━━━ Dataset entries

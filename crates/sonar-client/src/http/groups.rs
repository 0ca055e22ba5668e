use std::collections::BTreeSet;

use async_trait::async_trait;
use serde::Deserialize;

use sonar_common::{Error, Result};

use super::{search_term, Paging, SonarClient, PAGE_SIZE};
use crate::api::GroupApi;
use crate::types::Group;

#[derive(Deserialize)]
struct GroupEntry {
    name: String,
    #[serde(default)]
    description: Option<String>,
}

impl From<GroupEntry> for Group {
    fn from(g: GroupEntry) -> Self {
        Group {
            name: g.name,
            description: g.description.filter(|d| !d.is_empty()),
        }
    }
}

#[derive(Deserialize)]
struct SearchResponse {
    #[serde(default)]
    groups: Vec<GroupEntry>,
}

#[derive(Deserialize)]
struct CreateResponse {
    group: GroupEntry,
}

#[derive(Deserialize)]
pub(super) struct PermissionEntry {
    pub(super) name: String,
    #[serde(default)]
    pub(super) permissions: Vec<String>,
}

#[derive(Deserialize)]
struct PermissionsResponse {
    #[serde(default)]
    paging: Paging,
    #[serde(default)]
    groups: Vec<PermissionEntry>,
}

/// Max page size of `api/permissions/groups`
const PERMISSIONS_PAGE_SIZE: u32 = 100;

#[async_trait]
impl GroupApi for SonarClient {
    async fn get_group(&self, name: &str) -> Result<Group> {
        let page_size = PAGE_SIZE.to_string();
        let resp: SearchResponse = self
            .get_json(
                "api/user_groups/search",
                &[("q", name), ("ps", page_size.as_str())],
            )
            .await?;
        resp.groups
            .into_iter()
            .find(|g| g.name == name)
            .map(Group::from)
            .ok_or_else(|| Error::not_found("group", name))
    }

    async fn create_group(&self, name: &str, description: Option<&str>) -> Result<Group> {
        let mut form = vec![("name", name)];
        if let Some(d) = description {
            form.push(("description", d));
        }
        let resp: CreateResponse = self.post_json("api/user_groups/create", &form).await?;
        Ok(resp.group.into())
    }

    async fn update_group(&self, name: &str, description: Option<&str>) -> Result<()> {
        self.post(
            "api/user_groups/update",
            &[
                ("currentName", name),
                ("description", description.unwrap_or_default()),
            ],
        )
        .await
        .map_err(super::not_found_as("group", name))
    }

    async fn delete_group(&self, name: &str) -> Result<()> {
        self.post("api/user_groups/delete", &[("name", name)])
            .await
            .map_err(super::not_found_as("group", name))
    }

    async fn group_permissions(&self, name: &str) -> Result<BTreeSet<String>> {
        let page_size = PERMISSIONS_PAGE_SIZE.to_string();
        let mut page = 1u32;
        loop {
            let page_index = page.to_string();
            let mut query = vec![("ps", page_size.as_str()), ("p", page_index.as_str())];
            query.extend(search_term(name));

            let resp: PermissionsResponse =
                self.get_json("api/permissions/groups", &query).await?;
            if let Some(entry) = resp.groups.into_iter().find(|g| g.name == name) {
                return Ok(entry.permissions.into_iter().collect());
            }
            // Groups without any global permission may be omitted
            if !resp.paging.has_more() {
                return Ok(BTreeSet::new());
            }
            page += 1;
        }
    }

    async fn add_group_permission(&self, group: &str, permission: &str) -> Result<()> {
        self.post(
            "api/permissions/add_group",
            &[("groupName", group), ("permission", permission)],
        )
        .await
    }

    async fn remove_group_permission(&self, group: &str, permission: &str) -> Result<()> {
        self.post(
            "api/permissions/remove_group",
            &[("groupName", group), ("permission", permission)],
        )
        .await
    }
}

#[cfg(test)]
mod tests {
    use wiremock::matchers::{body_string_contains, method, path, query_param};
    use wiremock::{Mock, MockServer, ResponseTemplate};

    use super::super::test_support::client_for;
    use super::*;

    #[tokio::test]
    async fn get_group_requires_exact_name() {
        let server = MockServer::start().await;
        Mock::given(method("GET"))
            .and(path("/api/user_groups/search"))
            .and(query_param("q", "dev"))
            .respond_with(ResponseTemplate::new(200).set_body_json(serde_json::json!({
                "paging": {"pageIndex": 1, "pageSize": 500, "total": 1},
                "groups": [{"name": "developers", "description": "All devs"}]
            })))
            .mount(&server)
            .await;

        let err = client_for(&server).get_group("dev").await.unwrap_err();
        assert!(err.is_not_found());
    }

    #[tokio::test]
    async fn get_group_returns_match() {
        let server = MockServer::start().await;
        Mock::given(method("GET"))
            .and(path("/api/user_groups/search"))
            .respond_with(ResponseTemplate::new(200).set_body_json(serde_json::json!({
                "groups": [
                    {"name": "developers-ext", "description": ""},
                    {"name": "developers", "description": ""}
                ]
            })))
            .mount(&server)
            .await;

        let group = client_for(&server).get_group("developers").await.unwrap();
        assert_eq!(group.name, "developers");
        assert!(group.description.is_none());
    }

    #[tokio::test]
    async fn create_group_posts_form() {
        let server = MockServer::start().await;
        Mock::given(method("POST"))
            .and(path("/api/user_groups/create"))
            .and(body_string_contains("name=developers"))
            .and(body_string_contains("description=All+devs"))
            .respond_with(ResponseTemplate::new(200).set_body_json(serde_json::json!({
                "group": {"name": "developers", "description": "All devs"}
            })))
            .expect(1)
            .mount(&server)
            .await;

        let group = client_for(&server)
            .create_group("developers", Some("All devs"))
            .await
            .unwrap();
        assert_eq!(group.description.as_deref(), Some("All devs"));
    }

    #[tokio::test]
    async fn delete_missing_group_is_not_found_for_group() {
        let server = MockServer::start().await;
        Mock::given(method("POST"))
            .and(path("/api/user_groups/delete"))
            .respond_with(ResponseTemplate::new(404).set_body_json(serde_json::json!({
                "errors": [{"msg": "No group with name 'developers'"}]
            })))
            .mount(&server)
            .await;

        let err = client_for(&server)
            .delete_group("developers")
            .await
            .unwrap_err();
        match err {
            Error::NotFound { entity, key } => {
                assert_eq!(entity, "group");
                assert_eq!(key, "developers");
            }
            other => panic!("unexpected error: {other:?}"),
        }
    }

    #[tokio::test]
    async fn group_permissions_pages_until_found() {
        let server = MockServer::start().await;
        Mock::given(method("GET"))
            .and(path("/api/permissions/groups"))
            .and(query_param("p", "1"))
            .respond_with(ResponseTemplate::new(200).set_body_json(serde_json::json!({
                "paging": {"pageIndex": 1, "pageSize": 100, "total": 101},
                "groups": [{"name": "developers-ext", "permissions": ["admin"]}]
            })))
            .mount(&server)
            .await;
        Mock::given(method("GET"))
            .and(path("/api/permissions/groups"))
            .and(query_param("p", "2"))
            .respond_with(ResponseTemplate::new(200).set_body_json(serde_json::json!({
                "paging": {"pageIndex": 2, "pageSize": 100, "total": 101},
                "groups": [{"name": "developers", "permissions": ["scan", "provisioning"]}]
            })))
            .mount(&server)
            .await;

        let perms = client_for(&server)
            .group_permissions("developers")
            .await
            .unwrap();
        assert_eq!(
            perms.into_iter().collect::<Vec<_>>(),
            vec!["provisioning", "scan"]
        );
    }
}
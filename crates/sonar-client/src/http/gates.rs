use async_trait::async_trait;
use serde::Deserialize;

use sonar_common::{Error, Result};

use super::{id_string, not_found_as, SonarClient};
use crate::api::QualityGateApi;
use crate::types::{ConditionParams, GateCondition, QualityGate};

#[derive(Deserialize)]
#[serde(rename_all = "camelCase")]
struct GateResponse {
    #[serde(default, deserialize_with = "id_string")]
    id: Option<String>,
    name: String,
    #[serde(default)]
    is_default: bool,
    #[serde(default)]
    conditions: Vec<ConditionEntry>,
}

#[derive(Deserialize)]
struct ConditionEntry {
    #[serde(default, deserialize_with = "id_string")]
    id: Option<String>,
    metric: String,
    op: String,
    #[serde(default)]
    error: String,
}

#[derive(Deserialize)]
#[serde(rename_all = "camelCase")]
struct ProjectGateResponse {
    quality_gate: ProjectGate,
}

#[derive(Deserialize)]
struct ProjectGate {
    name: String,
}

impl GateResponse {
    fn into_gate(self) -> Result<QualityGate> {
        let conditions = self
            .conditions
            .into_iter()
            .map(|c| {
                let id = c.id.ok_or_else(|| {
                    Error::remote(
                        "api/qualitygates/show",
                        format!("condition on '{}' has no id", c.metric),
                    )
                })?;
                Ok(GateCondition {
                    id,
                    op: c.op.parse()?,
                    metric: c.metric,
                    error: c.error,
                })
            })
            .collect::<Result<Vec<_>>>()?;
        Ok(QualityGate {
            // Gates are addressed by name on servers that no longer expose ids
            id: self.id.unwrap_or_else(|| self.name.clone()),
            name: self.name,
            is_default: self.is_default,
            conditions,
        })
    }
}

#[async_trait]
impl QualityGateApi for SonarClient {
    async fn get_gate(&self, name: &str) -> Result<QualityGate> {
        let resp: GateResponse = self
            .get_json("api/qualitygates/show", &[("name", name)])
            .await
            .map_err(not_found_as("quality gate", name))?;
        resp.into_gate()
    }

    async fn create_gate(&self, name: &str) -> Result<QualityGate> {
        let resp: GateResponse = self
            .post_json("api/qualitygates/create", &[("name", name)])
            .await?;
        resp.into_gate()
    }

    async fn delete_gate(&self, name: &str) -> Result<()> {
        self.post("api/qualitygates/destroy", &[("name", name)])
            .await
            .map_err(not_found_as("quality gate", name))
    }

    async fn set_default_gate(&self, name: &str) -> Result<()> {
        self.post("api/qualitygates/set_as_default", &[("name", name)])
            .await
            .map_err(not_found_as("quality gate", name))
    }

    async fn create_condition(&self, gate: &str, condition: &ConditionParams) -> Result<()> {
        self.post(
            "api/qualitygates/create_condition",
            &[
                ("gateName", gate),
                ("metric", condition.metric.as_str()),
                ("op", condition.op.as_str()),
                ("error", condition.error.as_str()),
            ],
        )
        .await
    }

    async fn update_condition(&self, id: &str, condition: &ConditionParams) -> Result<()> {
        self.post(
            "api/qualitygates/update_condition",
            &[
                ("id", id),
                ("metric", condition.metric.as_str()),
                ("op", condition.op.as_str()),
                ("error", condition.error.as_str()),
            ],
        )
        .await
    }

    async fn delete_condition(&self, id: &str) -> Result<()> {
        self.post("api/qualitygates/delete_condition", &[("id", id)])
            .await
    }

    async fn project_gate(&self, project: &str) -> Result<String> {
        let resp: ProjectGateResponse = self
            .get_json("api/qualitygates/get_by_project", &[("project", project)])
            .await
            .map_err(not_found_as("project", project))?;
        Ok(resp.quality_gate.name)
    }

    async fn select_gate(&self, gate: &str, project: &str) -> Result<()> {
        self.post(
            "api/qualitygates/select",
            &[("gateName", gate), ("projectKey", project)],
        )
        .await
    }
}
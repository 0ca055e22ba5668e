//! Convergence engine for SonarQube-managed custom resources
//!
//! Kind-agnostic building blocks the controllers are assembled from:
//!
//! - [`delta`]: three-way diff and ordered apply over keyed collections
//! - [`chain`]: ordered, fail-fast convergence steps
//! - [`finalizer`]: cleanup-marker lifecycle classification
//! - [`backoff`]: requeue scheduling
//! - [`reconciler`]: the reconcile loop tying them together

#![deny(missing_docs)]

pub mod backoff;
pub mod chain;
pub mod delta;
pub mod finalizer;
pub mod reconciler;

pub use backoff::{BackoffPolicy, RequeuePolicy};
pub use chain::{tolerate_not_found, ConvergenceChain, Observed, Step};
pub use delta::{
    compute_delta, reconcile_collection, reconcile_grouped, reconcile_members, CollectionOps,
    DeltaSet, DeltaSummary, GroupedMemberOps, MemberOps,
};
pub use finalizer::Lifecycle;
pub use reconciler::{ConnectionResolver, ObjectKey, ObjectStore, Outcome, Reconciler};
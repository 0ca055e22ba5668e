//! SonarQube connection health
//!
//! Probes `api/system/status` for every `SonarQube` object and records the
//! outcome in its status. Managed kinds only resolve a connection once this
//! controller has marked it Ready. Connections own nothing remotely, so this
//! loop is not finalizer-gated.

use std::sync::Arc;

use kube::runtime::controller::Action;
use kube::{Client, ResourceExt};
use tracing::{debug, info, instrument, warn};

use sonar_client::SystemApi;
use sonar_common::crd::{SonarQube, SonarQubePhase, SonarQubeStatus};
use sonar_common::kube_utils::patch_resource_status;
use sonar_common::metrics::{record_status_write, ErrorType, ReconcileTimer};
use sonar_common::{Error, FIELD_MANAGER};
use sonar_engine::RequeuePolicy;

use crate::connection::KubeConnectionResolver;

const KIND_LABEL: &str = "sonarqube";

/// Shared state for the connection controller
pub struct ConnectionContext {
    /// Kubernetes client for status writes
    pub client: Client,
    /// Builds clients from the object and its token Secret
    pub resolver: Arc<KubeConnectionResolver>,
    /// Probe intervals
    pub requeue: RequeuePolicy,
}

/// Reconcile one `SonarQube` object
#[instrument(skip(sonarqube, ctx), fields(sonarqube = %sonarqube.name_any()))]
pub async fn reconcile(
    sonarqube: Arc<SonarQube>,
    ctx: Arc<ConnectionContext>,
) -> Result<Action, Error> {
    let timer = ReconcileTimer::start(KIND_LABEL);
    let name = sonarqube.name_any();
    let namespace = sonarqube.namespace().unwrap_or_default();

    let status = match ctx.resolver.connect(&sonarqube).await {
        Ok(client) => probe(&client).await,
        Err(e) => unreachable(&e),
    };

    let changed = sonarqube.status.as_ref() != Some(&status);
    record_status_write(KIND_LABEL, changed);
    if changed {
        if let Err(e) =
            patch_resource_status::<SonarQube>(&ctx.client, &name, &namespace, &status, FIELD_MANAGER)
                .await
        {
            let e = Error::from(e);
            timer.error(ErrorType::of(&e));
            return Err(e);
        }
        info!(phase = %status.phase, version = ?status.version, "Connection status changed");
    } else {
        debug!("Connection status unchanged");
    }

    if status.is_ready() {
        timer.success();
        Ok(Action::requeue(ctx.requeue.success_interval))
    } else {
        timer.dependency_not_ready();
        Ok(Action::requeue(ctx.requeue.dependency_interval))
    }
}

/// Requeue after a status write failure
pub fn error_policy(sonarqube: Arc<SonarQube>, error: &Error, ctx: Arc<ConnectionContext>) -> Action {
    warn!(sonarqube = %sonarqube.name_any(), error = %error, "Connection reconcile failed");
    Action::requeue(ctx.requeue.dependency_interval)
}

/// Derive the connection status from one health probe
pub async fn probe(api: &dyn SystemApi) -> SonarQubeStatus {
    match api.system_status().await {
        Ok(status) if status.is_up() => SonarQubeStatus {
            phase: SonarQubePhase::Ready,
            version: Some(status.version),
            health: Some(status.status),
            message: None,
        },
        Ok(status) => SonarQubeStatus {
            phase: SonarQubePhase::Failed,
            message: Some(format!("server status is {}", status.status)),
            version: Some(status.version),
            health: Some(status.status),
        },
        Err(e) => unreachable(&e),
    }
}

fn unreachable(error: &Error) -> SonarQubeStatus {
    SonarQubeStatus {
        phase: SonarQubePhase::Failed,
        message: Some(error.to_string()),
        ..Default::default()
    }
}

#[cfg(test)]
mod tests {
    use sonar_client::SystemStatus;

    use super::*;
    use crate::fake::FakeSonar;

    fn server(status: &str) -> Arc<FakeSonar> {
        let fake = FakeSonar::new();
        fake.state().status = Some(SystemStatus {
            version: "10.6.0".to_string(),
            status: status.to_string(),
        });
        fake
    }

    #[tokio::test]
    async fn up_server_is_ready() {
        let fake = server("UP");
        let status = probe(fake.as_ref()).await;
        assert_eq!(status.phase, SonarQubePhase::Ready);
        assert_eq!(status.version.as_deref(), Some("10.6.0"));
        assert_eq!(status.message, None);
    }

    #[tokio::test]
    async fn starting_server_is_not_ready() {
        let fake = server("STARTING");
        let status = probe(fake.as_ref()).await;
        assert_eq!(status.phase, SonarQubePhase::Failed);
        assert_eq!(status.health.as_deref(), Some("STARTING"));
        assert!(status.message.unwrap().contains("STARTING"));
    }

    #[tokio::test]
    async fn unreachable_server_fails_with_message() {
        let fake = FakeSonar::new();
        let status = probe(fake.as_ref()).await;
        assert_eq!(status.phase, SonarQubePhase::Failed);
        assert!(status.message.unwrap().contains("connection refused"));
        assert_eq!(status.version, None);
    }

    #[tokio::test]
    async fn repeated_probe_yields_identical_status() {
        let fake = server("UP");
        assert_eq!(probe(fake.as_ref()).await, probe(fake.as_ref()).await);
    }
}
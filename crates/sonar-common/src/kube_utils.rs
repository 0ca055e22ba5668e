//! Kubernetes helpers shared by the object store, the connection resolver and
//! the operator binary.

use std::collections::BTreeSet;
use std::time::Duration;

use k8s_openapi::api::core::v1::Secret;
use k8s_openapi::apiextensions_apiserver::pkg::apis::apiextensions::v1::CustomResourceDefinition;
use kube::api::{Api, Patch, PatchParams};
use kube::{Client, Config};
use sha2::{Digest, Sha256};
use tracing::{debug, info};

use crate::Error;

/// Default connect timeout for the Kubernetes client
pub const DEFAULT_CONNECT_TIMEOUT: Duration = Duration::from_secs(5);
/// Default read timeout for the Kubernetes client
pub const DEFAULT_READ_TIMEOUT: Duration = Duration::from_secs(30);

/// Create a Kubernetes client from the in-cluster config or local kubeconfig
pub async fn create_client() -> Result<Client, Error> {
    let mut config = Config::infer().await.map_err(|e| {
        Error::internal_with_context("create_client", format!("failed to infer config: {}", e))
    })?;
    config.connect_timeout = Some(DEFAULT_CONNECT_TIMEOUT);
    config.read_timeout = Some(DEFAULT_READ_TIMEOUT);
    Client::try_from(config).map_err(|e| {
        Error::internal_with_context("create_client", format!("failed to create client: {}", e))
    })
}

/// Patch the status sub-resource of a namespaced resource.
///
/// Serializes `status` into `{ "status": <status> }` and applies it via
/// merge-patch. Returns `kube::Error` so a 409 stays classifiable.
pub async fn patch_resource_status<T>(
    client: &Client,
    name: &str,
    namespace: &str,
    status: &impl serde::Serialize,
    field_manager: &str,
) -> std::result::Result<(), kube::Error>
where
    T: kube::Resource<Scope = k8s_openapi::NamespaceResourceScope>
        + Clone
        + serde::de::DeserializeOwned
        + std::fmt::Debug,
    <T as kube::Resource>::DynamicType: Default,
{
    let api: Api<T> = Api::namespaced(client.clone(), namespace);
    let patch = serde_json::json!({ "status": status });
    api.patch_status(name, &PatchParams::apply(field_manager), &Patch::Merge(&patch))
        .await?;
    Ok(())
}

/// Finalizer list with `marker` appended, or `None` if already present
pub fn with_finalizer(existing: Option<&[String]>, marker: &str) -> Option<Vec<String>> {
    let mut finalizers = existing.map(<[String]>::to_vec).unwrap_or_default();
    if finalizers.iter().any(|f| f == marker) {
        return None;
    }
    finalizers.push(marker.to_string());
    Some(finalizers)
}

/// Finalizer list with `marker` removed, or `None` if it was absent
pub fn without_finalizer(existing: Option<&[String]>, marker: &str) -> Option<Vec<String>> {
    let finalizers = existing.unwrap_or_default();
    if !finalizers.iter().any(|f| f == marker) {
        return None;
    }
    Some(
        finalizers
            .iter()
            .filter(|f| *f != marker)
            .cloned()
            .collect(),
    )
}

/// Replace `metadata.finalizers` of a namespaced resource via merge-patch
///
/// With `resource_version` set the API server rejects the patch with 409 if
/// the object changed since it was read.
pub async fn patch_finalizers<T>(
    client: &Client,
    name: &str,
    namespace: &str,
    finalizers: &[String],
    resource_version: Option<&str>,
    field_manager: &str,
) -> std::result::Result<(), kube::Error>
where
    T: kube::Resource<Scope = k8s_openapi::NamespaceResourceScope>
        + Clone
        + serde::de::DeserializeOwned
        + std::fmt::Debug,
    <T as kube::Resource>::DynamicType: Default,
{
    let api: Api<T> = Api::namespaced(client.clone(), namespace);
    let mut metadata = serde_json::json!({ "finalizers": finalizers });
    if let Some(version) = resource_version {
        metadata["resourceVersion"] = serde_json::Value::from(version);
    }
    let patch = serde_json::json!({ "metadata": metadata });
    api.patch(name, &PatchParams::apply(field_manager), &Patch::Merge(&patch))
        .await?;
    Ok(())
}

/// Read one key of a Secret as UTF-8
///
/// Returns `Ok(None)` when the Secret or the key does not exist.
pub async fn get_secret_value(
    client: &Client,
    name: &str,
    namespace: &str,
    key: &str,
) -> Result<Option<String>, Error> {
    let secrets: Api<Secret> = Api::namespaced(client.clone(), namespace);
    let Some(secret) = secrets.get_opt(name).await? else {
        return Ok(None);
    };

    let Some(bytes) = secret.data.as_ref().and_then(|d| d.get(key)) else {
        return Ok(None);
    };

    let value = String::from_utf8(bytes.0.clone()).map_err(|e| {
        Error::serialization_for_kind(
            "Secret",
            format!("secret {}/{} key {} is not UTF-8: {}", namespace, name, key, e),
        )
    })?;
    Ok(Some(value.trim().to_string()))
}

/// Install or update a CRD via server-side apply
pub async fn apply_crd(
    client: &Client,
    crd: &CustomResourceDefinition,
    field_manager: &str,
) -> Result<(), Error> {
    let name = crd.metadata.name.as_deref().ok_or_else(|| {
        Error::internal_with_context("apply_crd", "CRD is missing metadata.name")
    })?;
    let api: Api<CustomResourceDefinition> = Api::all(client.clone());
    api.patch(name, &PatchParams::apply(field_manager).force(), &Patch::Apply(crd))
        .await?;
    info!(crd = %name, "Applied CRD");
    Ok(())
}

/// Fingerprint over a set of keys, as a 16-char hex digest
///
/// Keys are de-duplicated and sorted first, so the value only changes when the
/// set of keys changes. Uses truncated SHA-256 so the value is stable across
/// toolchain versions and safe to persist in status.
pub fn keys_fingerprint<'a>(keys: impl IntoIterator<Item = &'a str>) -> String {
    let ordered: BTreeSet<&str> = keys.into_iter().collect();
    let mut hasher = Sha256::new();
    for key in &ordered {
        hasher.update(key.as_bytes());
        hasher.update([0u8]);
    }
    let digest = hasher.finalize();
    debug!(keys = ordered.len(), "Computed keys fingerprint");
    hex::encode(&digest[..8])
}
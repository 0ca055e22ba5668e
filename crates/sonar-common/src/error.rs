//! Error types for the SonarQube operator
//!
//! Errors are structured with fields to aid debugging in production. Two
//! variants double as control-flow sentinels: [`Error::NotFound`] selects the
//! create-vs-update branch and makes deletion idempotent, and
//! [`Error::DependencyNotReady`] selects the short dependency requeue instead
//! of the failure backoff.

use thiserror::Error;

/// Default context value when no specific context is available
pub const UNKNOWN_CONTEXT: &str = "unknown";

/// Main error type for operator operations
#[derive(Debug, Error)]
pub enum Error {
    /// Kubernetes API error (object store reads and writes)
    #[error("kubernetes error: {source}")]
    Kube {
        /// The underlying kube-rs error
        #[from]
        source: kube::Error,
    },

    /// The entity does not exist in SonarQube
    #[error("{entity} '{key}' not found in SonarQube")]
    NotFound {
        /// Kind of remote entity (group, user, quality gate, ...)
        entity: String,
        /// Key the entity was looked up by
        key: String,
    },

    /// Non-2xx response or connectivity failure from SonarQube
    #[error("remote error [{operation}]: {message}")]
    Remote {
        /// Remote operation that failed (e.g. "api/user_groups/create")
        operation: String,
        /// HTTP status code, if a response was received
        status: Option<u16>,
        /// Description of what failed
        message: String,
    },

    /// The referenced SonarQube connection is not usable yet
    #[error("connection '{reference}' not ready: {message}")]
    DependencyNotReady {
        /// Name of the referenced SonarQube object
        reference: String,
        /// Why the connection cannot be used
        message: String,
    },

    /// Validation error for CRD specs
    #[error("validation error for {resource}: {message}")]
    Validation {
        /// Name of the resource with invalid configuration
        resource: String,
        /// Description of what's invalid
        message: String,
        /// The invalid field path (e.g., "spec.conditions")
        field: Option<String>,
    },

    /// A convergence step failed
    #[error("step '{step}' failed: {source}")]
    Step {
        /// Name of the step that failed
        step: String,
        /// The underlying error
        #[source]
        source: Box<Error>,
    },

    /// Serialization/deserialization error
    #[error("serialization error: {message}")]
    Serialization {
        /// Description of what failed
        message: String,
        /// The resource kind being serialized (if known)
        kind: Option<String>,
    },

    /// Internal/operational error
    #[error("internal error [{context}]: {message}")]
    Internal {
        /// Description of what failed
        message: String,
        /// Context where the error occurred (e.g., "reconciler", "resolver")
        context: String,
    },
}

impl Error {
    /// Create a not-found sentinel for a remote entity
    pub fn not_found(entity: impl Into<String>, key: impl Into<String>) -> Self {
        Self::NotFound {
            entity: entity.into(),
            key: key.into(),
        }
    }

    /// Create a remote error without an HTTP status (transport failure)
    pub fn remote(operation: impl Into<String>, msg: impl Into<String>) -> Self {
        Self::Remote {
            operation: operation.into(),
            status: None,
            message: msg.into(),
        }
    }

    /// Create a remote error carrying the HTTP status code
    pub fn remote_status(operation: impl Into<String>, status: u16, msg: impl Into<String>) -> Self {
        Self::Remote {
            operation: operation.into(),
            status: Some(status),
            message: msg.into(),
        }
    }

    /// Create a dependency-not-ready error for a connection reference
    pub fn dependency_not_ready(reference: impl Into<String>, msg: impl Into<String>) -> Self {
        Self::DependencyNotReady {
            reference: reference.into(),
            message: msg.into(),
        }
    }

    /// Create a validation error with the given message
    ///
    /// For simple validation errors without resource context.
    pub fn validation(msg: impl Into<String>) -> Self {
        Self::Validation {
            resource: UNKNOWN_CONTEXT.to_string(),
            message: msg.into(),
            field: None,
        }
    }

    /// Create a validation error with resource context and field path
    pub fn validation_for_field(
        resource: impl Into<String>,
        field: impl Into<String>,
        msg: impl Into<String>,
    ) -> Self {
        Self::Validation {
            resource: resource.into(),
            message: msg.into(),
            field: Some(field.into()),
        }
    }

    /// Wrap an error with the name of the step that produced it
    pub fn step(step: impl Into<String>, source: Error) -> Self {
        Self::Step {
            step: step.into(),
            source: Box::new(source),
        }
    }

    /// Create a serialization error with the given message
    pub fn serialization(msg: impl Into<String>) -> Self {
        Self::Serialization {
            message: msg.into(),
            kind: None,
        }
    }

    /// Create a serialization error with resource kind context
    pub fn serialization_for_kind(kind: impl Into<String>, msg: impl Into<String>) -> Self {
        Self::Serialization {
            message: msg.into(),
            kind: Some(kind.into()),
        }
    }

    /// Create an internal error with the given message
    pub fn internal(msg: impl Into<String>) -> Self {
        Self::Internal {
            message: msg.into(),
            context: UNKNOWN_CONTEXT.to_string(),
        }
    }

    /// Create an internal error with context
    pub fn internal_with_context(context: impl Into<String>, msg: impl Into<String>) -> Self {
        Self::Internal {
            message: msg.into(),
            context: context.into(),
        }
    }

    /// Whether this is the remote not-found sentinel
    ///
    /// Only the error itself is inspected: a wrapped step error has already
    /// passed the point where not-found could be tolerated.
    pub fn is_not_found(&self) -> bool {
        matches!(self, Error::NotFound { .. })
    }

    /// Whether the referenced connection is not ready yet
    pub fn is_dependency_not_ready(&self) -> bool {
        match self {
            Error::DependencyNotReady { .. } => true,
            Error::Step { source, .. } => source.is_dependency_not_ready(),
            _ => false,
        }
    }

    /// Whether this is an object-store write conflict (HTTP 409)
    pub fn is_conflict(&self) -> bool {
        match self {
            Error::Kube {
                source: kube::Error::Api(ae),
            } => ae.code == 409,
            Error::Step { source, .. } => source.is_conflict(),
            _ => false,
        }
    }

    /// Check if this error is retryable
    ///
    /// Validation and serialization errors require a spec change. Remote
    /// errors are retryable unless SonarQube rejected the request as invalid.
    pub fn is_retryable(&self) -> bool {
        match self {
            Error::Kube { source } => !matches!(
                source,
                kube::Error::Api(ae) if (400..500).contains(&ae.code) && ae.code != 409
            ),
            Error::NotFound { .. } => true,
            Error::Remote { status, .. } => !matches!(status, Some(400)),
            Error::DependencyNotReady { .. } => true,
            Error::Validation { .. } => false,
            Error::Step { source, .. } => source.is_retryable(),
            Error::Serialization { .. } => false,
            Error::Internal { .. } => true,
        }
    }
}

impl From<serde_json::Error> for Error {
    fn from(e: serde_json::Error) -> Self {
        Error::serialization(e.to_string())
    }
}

━━━━━━

**What you need to do**
Return every line of the preceding records in which the word "SonarQubePhase" appears.

**Response to this task**
use sonar_common::crd::{SonarQube, SonarQubePhase, SonarQubeStatus};
            phase: SonarQubePhase::Ready,
            phase: SonarQubePhase::Failed,
        phase: SonarQubePhase::Failed,
        assert_eq!(status.phase, SonarQubePhase::Ready);
        assert_eq!(status.phase, SonarQubePhase::Failed);
        assert_eq!(status.phase, SonarQubePhase::Failed);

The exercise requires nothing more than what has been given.